Telemedicine is suddenly the hottest thing in healthcare. By necessity, the U.S. healthcare sector has been forced to embrace telemedicine and all it has to offer. What remains to be seen is where it all leads once the COVID-19 pandemic is behind us. In our opinion, the rise of telemedicine has just begun.
We believe that telemedicine is the future of healthcare delivery. However, a few key players all have to do their part to transform telemedicine from a fringe service to mainstream delivery model. We are keeping an eye on four key players in particular.
The Federal Government (CMS)
So much of what goes into determining the direction of healthcare delivery is financial. Where telemedicine is concerned, we are keeping a close eye on the federal government – the Centers for Medicare and Medicaid Services (CMS) in particular.
Until recently, the CMS was reluctant to get behind telemedicine with solid reimbursements. That is beginning to change. Since the start of the coronavirus outbreak, the CMS has been loosening its rules so as to encourage clinicians to utilize telemedicine even when treating Medicare and Medicaid recipients.
How the CMS plays this moving forward will influence the future of telemedicine significantly. If they keep reimbursements coming, telemedicine stands a better shot at continued growth. Growth will stall if the CMS begins restricting payments again in the future.
The CMS is not alone in its resistance to telemedicine over the years. Private insurers have been equally resistant as well. They seem to prefer the office visit model for whatever reason. However, it is a good bet that they are now coming to the realization that primary care physicians and GPs can be a lot more efficient in the telemedicine arena.
Do not be surprised to see private insurers continue pushing telemedicine even after the crisis. Greater efficiency means more patients seen. More patients make private insurance companies happier – hopefully, happy enough to increase reimbursement rates.
Doctors, NPs, and PAs
Government and private insurance reimbursements aside, the clinicians who actually provide primary care will ultimately determine where telemedicine goes from here. Doctors, nurse practitioners (NPs), and physician assistants (PAs) who have a positive experience with telemedicine during the pandemic are more likely to continue using it after.
We see the potential for private practice owners to reduce overhead and increase productivity by putting a greater emphasis on telemedicine. The same goes for NPs and PAs. However, one possible spoiler for the latter two groups is the possibility that states will revert to tighter restrictions on their practices once the pandemic is over.

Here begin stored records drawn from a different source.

//! HTTP request/response matching built on top of `httparse`.
use std::collections::BTreeMap;

use crate::aggregate::{Exchange, ExchangeStatus, ProtocolDetail};
use crate::error::ParseOutcome;
use crate::ingress::{PacketDir, PacketEventData, PacketEventHeader};
use crate::protocols::reassembly::DirectionalBuffers;
use crate::sampler::Sampler;
use crate::protocols::{ParserContext, StreamParser};

use super::transaction::{HttpRequest, HttpResponse};

const MAX_PENDING_AGE_NS: u64 = 30_000_000_000;

struct PendingRequest {
    request: HttpRequest,
    start_ns: u64,
    bytes_in: u64,
}

pub struct HttpParser {
    ctx: ParserContext,
    buffers: DirectionalBuffers,
    pending: BTreeMap<usize, PendingRequest>,
    current_trans: usize,
    cnt: usize,
    total_bytes: usize,
}

impl HttpParser {
    pub fn new(ctx: ParserContext) -> Self {
        HttpParser {
            ctx,
            buffers: DirectionalBuffers::new(),
            pending: BTreeMap::new(),
            current_trans: 0,
            cnt: 0,
            total_bytes: 0,
        }
    }

    fn evict_oldest(&mut self) {
        if let Some((&id, _)) = self.pending.iter().next() {
            if let Some(removed) = self.pending.remove(&id) {
                self.total_bytes -= removed.bytes_in as usize;
            }
        }
    }

    /// Admits a parsed request into `pending`, evicting the oldest entries first if the
    /// cache is over budget; if the new request alone still doesn't fit, it is dropped
    /// rather than inserted.
    fn admit(&mut self, id: usize, request: HttpRequest, start_ns: u64, bytes_in: u64) -> ParseOutcome {
        while !self.pending.is_empty() && self.total_bytes + bytes_in as usize > self.ctx.cache_limit_bytes {
            self.evict_oldest();
        }
        if self.total_bytes + bytes_in as usize > self.ctx.cache_limit_bytes {
            return ParseOutcome::Drop;
        }
        self.total_bytes += bytes_in as usize;
        self.pending.insert(id, PendingRequest { request, start_ns, bytes_in });
        ParseOutcome::Ok
    }

    fn process_client_data(&mut self, header: &PacketEventHeader) -> ParseOutcome {
        let mut outcome = ParseOutcome::Ok;
        loop {
            let buf = self.buffers.buffer(PacketDir::ClientToServer);
            if buf.is_empty() {
                break;
            }
            match HttpRequest::parse_from(buf) {
                Ok(Some((request, consumed))) => {
                    let bytes_in = consumed as u64;
                    self.buffers.consume(PacketDir::ClientToServer, consumed);
                    let id = self.cnt;
                    self.cnt += 1;
                    outcome = self.admit(id, request, header.time_nano, bytes_in);
                }
                Ok(None) => break,
                Err(_) => {
                    self.buffers.clear(PacketDir::ClientToServer);
                    outcome = ParseOutcome::Fail;
                    break;
                }
            }
        }
        outcome
    }

    fn process_server_data(&mut self, header: &PacketEventHeader, sampler: &mut Sampler) -> ParseOutcome {
        let mut outcome = ParseOutcome::Ok;
        loop {
            let buf = self.buffers.buffer(PacketDir::ServerToClient);
            if buf.is_empty() {
                break;
            }
            match HttpResponse::parse_from(buf) {
                Ok(Some((response, consumed))) => {
                    let bytes_out = consumed as u64;
                    self.buffers.consume(PacketDir::ServerToClient, consumed);
                    outcome = self.emit(header, response, bytes_out, sampler);
                }
                Ok(None) => break,
                Err(_) => {
                    self.buffers.clear(PacketDir::ServerToClient);
                    outcome = ParseOutcome::Fail;
                    break;
                }
            }
        }
        outcome
    }

    fn emit(&mut self, header: &PacketEventHeader, response: HttpResponse, bytes_out: u64, sampler: &mut Sampler) -> ParseOutcome {
        let Some(pending) = self.pending.remove(&self.current_trans) else {
            log::warn!("HTTP response without outstanding request on {}", self.ctx.flow_key);
            return ParseOutcome::Drop;
        };
        self.total_bytes -= pending.bytes_in as usize;
        self.current_trans += 1;

        let status_code = response.status_code.unwrap_or(0);
        let is_error = status_code >= 400;
        let exchange = Exchange {
            flow_key: self.ctx.flow_key,
            proc_meta: self.ctx.proc_meta.clone(),
            protocol: self.ctx.protocol,
            endpoint: self.ctx.flow_key.resp.to_string(),
            operation: format!(
                "{} {}",
                pending.request.method.as_deref().unwrap_or("-"),
                pending.request.uri.as_deref().unwrap_or("-")
            ),
            start_ns: pending.start_ns,
            duration_ns: header.time_nano.saturating_sub(pending.start_ns),
            status: if is_error { ExchangeStatus::Error } else { ExchangeStatus::Ok },
            bytes_in: pending.bytes_in,
            bytes_out,
            attributes: [
                ("host".to_string(), pending.request.host.unwrap_or_default()),
                ("status_code".to_string(), status_code.to_string()),
            ]
            .into_iter()
            .collect(),
        };
        self.ctx.aggregators.add_exchange(&exchange);
        if sampler.should_sample(header.time_nano, is_error) {
            self.ctx.aggregators.add_detail(ProtocolDetail::from(&exchange));
        }
        ParseOutcome::Ok
    }
}

impl StreamParser for HttpParser {
    fn on_data(
        &mut self,
        _ctx: &ParserContext,
        header: &PacketEventHeader,
        data: &PacketEventData,
        sampler: &mut Sampler,
    ) -> ParseOutcome {
        if data.buffer.is_empty() {
            return ParseOutcome::Ok;
        }
        self.buffers.append(data.pkt_type, &data.buffer);
        match data.pkt_type {
            PacketDir::ClientToServer => self.process_client_data(header),
            PacketDir::ServerToClient => self.process_server_data(header, sampler),
        }
    }

    fn garbage_collection(&mut self, size_limit_bytes: usize, now_ns: u64) -> bool {
        let stale: Vec<usize> = self
            .pending
            .iter()
            .filter(|(_, p)| now_ns.saturating_sub(p.start_ns) > MAX_PENDING_AGE_NS)
            .map(|(&id, _)| id)
            .collect();
        for id in stale {
            if let Some(removed) = self.pending.remove(&id) {
                self.total_bytes -= removed.bytes_in as usize;
            }
        }
        while !self.pending.is_empty() && self.cache_size() > size_limit_bytes {
            self.evict_oldest();
        }
        self.buffers.shed_to_limit(size_limit_bytes);
        self.pending.is_empty() && self.buffers.cache_size() == 0
    }

    fn cache_size(&self) -> usize {
        self.total_bytes + self.buffers.cache_size()
    }
}
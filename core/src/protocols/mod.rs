//! Protocol parsers.
//!
//! Every parser implements [`StreamParser`]; [`Parser`] is a tagged-variant dispatcher so
//! the connection observer holds one value instead of a trait object, at the cost of one
//! `match` per call.

pub mod dns;
pub mod dubbo;
pub mod http;
pub mod kafka;
pub mod mysql;
pub mod pgsql;
pub mod reassembly;
pub mod redis;

use std::sync::Arc;

use crate::aggregate::ProtocolEventAggregators;
use crate::error::ParseOutcome;
use crate::ingress::{PacketEventData, PacketEventHeader};
use crate::sampler::Sampler;
use crate::stats::Protocol;

/// Shared, creation-time context every parser needs to emit exchanges and details: the
/// flow's identity, the aggregator holder, and configured limits. Cheap to clone (one
/// `Arc` and a handful of small fields).
#[derive(Clone)]
pub struct ParserContext {
    pub protocol: Protocol,
    pub flow_key: crate::flow::FlowKey,
    pub proc_meta: crate::ingress::ProcMeta,
    pub aggregators: Arc<ProtocolEventAggregators>,
    pub cache_limit_bytes: usize,
    pub dns_request_timeout_ms: u64,
}

/// Common contract every protocol parser implements.
pub trait StreamParser {
    /// Absorbs one packet's data, matching it against in-flight state. May produce zero
    /// or more exchanges, recorded directly against `ctx.aggregators`.
    fn on_data(
        &mut self,
        ctx: &ParserContext,
        header: &PacketEventHeader,
        data: &PacketEventData,
        sampler: &mut Sampler,
    ) -> ParseOutcome;

    /// Returns `true` when this parser's retained state is empty or provably stale
    /// under `size_limit_bytes`/`now_ns`, i.e. the observer may destroy it.
    fn garbage_collection(&mut self, size_limit_bytes: usize, now_ns: u64) -> bool;

    /// Bytes currently retained in reassembly buffers and pending-match tables.
    fn cache_size(&self) -> usize;
}

/// Tagged-variant dispatcher over every protocol parser.
pub enum Parser {
    Http(http::HttpParser),
    Dns(dns::DnsParser),
    MySql(mysql::MySqlParser),
    Redis(redis::RedisParser),
    PgSql(pgsql::PgSqlParser),
    Dubbo(dubbo::DubboParser),
    Kafka(kafka::KafkaParser),
}

impl Parser {
    pub fn new(protocol: Protocol, ctx: ParserContext) -> Self {
        match protocol {
            Protocol::Http => Parser::Http(http::HttpParser::new(ctx)),
            Protocol::Dns => Parser::Dns(dns::DnsParser::new(ctx)),
            Protocol::MySql => Parser::MySql(mysql::MySqlParser::new(ctx)),
            Protocol::Redis => Parser::Redis(redis::RedisParser::new(ctx)),
            Protocol::PgSql => Parser::PgSql(pgsql::PgSqlParser::new(ctx)),
            Protocol::Dubbo => Parser::Dubbo(dubbo::DubboParser::new(ctx)),
            Protocol::Kafka => Parser::Kafka(kafka::KafkaParser::new(ctx)),
        }
    }
}

impl StreamParser for Parser {
    fn on_data(
        &mut self,
        ctx: &ParserContext,
        header: &PacketEventHeader,
        data: &PacketEventData,
        sampler: &mut Sampler,
    ) -> ParseOutcome {
        match self {
            Parser::Http(p) => p.on_data(ctx, header, data, sampler),
            Parser::Dns(p) => p.on_data(ctx, header, data, sampler),
            Parser::MySql(p) => p.on_data(ctx, header, data, sampler),
            Parser::Redis(p) => p.on_data(ctx, header, data, sampler),
            Parser::PgSql(p) => p.on_data(ctx, header, data, sampler),
            Parser::Dubbo(p) => p.on_data(ctx, header, data, sampler),
            Parser::Kafka(p) => p.on_data(ctx, header, data, sampler),
        }
    }

    fn garbage_collection(&mut self, size_limit_bytes: usize, now_ns: u64) -> bool {
        match self {
            Parser::Http(p) => p.garbage_collection(size_limit_bytes, now_ns),
            Parser::Dns(p) => p.garbage_collection(size_limit_bytes, now_ns),
            Parser::MySql(p) => p.garbage_collection(size_limit_bytes, now_ns),
            Parser::Redis(p) => p.garbage_collection(size_limit_bytes, now_ns),
            Parser::PgSql(p) => p.garbage_collection(size_limit_bytes, now_ns),
            Parser::Dubbo(p) => p.garbage_collection(size_limit_bytes, now_ns),
            Parser::Kafka(p) => p.garbage_collection(size_limit_bytes, now_ns),
        }
    }

    fn cache_size(&self) -> usize {
        match self {
            Parser::Http(p) => p.cache_size(),
            Parser::Dns(p) => p.cache_size(),
            Parser::MySql(p) => p.cache_size(),
            Parser::Redis(p) => p.cache_size(),
            Parser::PgSql(p) => p.cache_size(),
            Parser::Dubbo(p) => p.cache_size(),
            Parser::Kafka(p) => p.cache_size(),
        }
    }
}

impl Parser {
    pub fn protocol(&self) -> Protocol {
        match self {
            Parser::Http(_) => Protocol::Http,
            Parser::Dns(_) => Protocol::Dns,
            Parser::MySql(_) => Protocol::MySql,
            Parser::Redis(_) => Protocol::Redis,
            Parser::PgSql(_) => Protocol::PgSql,
            Parser::Dubbo(_) => Protocol::Dubbo,
            Parser::Kafka(_) => Protocol::Kafka,
        }
    }
}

Telemedicine is obviously made possible through internet and mobile technologies. But as we all know, there is plenty of room for improvement on the technology front. If telemedicine is to become the de facto model of the future, the technology has to improve quite a bit.
A big priority is improving the quality of video chat. Clinicians and patients have to be able to effectively communicate in real time if telemedicine is to work. Once the video chat problems have been addressed, tech developers will probably turn their attentions to better electronic health records, remote diagnostic tests, improved billing, and so on.
Telemedicine could become a force majeure in global healthcare over the next couple of years. Having been forced to embrace it in response to the coronavirus crisis, everyone from doctors to insurance administrators are coming face-to-face with the realities that it really does work. And now that the proverbial cat is out of the bag, good luck putting it back in.